*Your objective*.
Starting from the first line below, count every line holding the word "timestamp", then state the total alone.

_ _ _

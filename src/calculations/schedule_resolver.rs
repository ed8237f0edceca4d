use crate::calendar::WorkingHoursCalendar;
use crate::error::ValidationError;
use crate::task::{ScheduleConstraint, ScheduleInfo, ScheduleModel, ScheduleUnit, TimeLog};
use chrono::{DateTime, Duration, TimeDelta, Utc};

const SECONDS_PER_DAY: i64 = 86_400;
/// Longest span a `TimeDelta` holds, in whole seconds.
const MAX_SPAN_SECONDS: i64 = i64::MAX / 1_000;

/// Turns schedule timings into seconds and dates against one calendar.
#[derive(Debug, Clone, Copy)]
pub struct ScheduleResolver<'a> {
    calendar: &'a WorkingHoursCalendar,
    resolution_seconds: i64,
}

impl<'a> ScheduleResolver<'a> {
    pub fn new(calendar: &'a WorkingHoursCalendar, resolution_seconds: i64) -> Self {
        Self {
            calendar,
            resolution_seconds: resolution_seconds.max(1),
        }
    }

    pub fn calendar(&self) -> &WorkingHoursCalendar {
        self.calendar
    }

    /// Saturates at the longest representable span.
    pub fn to_seconds(&self, timing: f64, unit: ScheduleUnit, model: ScheduleModel) -> i64 {
        self.checked_seconds(timing, unit, model)
            .unwrap_or(if timing < 0.0 { -MAX_SPAN_SECONDS } else { MAX_SPAN_SECONDS })
    }

    /// `None` when the timing is not finite or does not fit in a `TimeDelta`.
    pub fn checked_seconds(
        &self,
        timing: f64,
        unit: ScheduleUnit,
        model: ScheduleModel,
    ) -> Option<i64> {
        let seconds = (timing * self.calendar.unit_seconds(unit, model) as f64).round();
        if !seconds.is_finite() || seconds.abs() > MAX_SPAN_SECONDS as f64 {
            return None;
        }
        Some(seconds as i64)
    }

    pub fn to_unit(&self, seconds: i64, unit: ScheduleUnit, model: ScheduleModel) -> f64 {
        let unit_seconds = self.calendar.unit_seconds(unit, model);
        if unit_seconds == 0 {
            return 0.0;
        }
        seconds as f64 / unit_seconds as f64
    }

    /// Largest unit that expresses `seconds` as a whole number.
    pub fn least_meaningful_unit(&self, seconds: i64, model: ScheduleModel) -> (f64, ScheduleUnit) {
        if seconds == 0 {
            return (0.0, ScheduleUnit::Hour);
        }
        for unit in ScheduleUnit::DESCENDING {
            let unit_seconds = self.calendar.unit_seconds(unit, model);
            if unit_seconds > 0 && seconds % unit_seconds == 0 {
                return ((seconds / unit_seconds) as f64, unit);
            }
        }
        (seconds as f64 / 60.0, ScheduleUnit::Minute)
    }

    /// Rounds to the nearest multiple of the timing resolution, ties upward.
    pub fn round_time(&self, timestamp: DateTime<Utc>) -> DateTime<Utc> {
        let step = self.resolution_seconds;
        let seconds = timestamp.timestamp();
        let rounded = (seconds + step / 2).div_euclid(step) * step;
        DateTime::from_timestamp(rounded, 0).unwrap_or(timestamp)
    }

    pub fn schedule_seconds(&self, info: &ScheduleInfo) -> i64 {
        if info.is_milestone {
            return 0;
        }
        self.to_seconds(info.timing, info.unit, info.model)
    }

    pub fn bid_seconds(&self, info: &ScheduleInfo) -> i64 {
        self.to_seconds(info.bid_timing, info.bid_unit, info.model)
    }

    pub fn refresh(&self, info: &mut ScheduleInfo) {
        info.schedule_seconds = self.schedule_seconds(info);
    }

    /// Refreshes `schedule_seconds` and moves the unpinned side of the range.
    /// Leaves `info` untouched when the timing cannot be placed on a date.
    pub fn resolve(&self, info: &mut ScheduleInfo) -> Result<(), ValidationError> {
        let timing = info.timing;
        let out_of_range =
            || ValidationError::new("schedule_timing", timing, "span is out of the date range");
        let seconds = if info.is_milestone {
            0
        } else {
            self.checked_seconds(info.timing, info.unit, info.model)
                .ok_or_else(out_of_range)?
        };
        let span = TimeDelta::try_seconds(seconds).ok_or_else(out_of_range)?;
        let (start, end) = match info.constraint {
            ScheduleConstraint::None | ScheduleConstraint::Start => (
                info.start,
                info.start.checked_add_signed(span).ok_or_else(out_of_range)?,
            ),
            ScheduleConstraint::End => (
                info.end.checked_sub_signed(span).ok_or_else(out_of_range)?,
                info.end,
            ),
            ScheduleConstraint::Both => (info.start, info.end),
        };
        info.schedule_seconds = seconds;
        info.start = start;
        info.end = end;
        Ok(())
    }

    /// Work logged on a leaf. Effort counts time logs; duration and length
    /// count how much of the planned range has elapsed by `now`.
    pub fn logged_seconds(&self, info: &ScheduleInfo, logs: &[TimeLog], now: DateTime<Utc>) -> i64 {
        match info.model {
            ScheduleModel::Effort => logs.iter().map(TimeLog::seconds).sum(),
            ScheduleModel::Duration => elapsed(info, now).num_seconds(),
            ScheduleModel::Length => {
                let elapsed = elapsed(info, now).num_seconds();
                let daily = self.calendar.daily_working_hours() as i64 * 3600;
                elapsed / SECONDS_PER_DAY * daily + elapsed % SECONDS_PER_DAY
            }
        }
    }
}

fn elapsed(info: &ScheduleInfo, now: DateTime<Utc>) -> Duration {
    if info.start >= now {
        Duration::zero()
    } else if info.end <= now {
        info.end - info.start
    } else {
        now - info.start
    }
}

_ _ _

*Answer to this problem*.
3